### Work item
Which lines of the records contain the word "orchestrator"? Show each of them.

(Dataset excerpts)
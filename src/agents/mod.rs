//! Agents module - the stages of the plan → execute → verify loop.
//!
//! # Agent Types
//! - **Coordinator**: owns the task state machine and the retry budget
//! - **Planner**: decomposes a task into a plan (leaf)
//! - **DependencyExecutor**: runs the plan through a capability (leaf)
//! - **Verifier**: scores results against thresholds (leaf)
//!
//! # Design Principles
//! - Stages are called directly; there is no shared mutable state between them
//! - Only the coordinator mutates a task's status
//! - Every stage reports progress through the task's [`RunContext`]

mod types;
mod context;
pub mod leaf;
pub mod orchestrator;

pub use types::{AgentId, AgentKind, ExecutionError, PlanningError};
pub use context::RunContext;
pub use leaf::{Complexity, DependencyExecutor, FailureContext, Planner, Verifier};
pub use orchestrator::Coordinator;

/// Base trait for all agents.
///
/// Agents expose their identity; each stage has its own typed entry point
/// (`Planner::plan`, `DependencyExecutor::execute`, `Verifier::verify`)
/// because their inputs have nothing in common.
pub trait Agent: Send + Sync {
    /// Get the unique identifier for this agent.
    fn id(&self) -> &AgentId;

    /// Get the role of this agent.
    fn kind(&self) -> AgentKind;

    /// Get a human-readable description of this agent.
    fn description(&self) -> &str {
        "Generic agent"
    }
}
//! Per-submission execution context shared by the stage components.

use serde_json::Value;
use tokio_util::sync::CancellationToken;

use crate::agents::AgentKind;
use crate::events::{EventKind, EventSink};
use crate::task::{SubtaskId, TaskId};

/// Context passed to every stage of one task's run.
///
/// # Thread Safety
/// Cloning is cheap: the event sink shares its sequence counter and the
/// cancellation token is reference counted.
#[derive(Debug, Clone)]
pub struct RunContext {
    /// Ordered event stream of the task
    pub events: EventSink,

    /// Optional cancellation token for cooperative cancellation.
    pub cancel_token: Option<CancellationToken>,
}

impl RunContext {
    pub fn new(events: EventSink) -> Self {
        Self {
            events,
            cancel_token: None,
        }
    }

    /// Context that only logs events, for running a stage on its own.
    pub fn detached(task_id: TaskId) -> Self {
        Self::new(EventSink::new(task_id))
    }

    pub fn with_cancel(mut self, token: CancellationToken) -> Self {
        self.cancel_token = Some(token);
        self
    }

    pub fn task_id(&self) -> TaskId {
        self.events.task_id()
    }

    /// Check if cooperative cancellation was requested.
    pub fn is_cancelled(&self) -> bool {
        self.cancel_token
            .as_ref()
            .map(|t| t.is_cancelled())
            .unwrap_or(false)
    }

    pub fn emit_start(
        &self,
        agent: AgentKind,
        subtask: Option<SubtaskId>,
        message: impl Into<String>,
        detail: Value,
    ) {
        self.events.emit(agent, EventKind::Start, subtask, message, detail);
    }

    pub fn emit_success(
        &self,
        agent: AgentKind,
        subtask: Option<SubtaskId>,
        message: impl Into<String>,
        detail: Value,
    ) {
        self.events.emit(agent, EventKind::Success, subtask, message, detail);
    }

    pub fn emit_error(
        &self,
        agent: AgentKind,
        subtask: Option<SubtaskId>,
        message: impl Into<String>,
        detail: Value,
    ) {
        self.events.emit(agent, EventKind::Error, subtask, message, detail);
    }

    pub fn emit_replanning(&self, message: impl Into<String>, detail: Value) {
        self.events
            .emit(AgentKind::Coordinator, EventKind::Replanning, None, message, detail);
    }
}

### Response to this exercise
pub mod orchestrator;
pub use orchestrator::Coordinator;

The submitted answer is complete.